Cette influence se manifeste également dans son œuvre pour guitare la plus célèbre, les cinq préludes. Le premier de la collection est aussi l’un de ces morceaux que les gens qui ne s’intéressent pas à la guitare connaissent. (en savoir plus sur l’histoire des Préludes : Der Leiermann -Das Prelude)

 

Le prélude n° 1 s’intitule : « Homenagem ao sertãnejo brasileiro », « Hommage au Sertãnejo brésilien », donc un habitant du Sertão.

Le Sertão est un grand désert semi-sec dans le nord-est du Brésil avec une population très différente du reste du Brésil. C’est un creuset de cultures indigènes, portugaises, hollandaises, mauresques et africaines avec sa propre tradition musicale.

 

Dans le sous-titre, la pièce s’appelle « Melodia lírica », « mélodie lyrique », un titre qui s’explique à la première écoute. La partie principale de l’œuvre consiste en une mélodie au son typiquement brésilien, qui est jouée autour d’accords simples.

 

H. L’idée de Villa-Lobos est peut-être venue de la riche tradition musicale des habitants de cette région, mais il l’a enrichie de sa connaissance de la musique artistique européenne.

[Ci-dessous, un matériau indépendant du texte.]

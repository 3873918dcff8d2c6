//! Modbus TCP wire constants
//!
//! Only the holding-register subset spoken by the mover controller is listed.

// ============================================================================
// Framing
// ============================================================================

/// MBAP bytes before the unit id: transaction(2) + protocol(2) + length(2).
pub const MBAP_HEADER_LEN: usize = 6;

/// MBAP header including the unit id.
pub const MBAP_FRAME_HEADER_LEN: usize = MBAP_HEADER_LEN + 1;

/// Protocol id of every Modbus frame.
pub const MBAP_PROTOCOL_ID: u16 = 0;

/// Largest PDU a Modbus device must accept.
pub const MAX_PDU_SIZE: usize = 253;

/// Largest value of the MBAP length field: unit id + PDU.
pub const MAX_MBAP_LENGTH: usize = 1 + MAX_PDU_SIZE;

/// Largest complete TCP frame.
pub const MAX_TCP_FRAME_LEN: usize = MBAP_HEADER_LEN + MAX_MBAP_LENGTH;

// ============================================================================
// Register counts
// ============================================================================

/// FC03 reply: code(1) + byte count(1) + 2N <= 253.
pub const MAX_READ_REGISTERS: usize = 125;

/// FC16 request: code(1) + address(2) + quantity(2) + byte count(1) + 2N <= 253.
pub const MAX_WRITE_REGISTERS: usize = 123;

/// FC22 request and echo: code(1) + address(2) + AND(2) + OR(2).
pub const MASK_WRITE_PDU_LEN: usize = 7;

// ============================================================================
// Function codes
// ============================================================================

pub const FC_READ_HOLDING_REGISTERS: u8 = 0x03;
pub const FC_WRITE_SINGLE_REGISTER: u8 = 0x06;
pub const FC_WRITE_MULTIPLE_REGISTERS: u8 = 0x10;

/// Mask Write Register. Optional on many controllers; a rejection sends the
/// control-word paths to read-modify-write.
pub const FC_MASK_WRITE_REGISTER: u8 = 0x16;

/// Set in the function code of an exception reply.
pub const EXCEPTION_FLAG: u8 = 0x80;

// ============================================================================
// Exception codes
// ============================================================================

pub const EXCEPTION_ILLEGAL_FUNCTION: u8 = 0x01;
pub const EXCEPTION_ILLEGAL_DATA_ADDRESS: u8 = 0x02;
pub const EXCEPTION_ILLEGAL_DATA_VALUE: u8 = 0x03;
pub const EXCEPTION_SERVER_DEVICE_FAILURE: u8 = 0x04;
pub const EXCEPTION_ACKNOWLEDGE: u8 = 0x05;
pub const EXCEPTION_SERVER_DEVICE_BUSY: u8 = 0x06;
pub const EXCEPTION_MEMORY_PARITY_ERROR: u8 = 0x08;
pub const EXCEPTION_GATEWAY_PATH_UNAVAILABLE: u8 = 0x0A;
pub const EXCEPTION_GATEWAY_TARGET_FAILED: u8 = 0x0B;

Surtout, il a dû s’inspirer de son violoncelle bien-aimé, car, contrairement à la musique traditionnelle, il place la mélodie dans la basse et l’accompagnement dans la voix haute.

 

 

Regardons de plus près la pièce. Pourquoi je pense que vous ne devriez pas seulement apprécier la musique, mais aussi apprendre sa langue, j’ai écrit à ce sujet ici : A propos de la musique

 

Le prélude se compose de trois parties, la troisième étant la répétition presque littérale de la première. (A B A´)

La partie A commence par une mélodie usée en mineur. Large et lourd, il arrive, en trois tentatives, il oscille de plus en plus haut jusqu’à ce qu’il finisse par se briser et mène dans la partie B.

Vous entendez la première montée à 0:12 – 0:38, puis de 0:39 – 1:05 le sujet continue et mène à son apogée la troisième fois.

 

Pour Villa-Lobos, le type d’accompagnement récurrent dans lequel il se contente de décaler certains motifs de prise sur la guitare est typique. Vous pouvez voir et entendre ce puits à 0:54 – 1:02 et 1:13 – 1:20.

 

A partir de 1:21, une transition avec sa propre mélodie mène à la partie B, qui commence à 1:42.

Maintenant, il brille dans un joyeux major. Villa-Lobos écrit une simple rupture d’accord et, contrairement à avant, une simple mélodie dans la partie supérieure. Deux fois il mène au climax e´´, la première fois en majeur, la deuxième fois il brouille et sonne en mineur.

 

Toute la partie est répétée et à 2h54, la mélodie familière du début reprend. La troisième partie se passe de la transition et nous conduit directement à la fin du travail.

 

J’espère pouvoir vous donner un petit aperçu du travail. Dans les prochains jours, je partagerai d’autres interprétations du travail avant de poursuivre la semaine prochaine avec les préludes n° 2 et n° 3.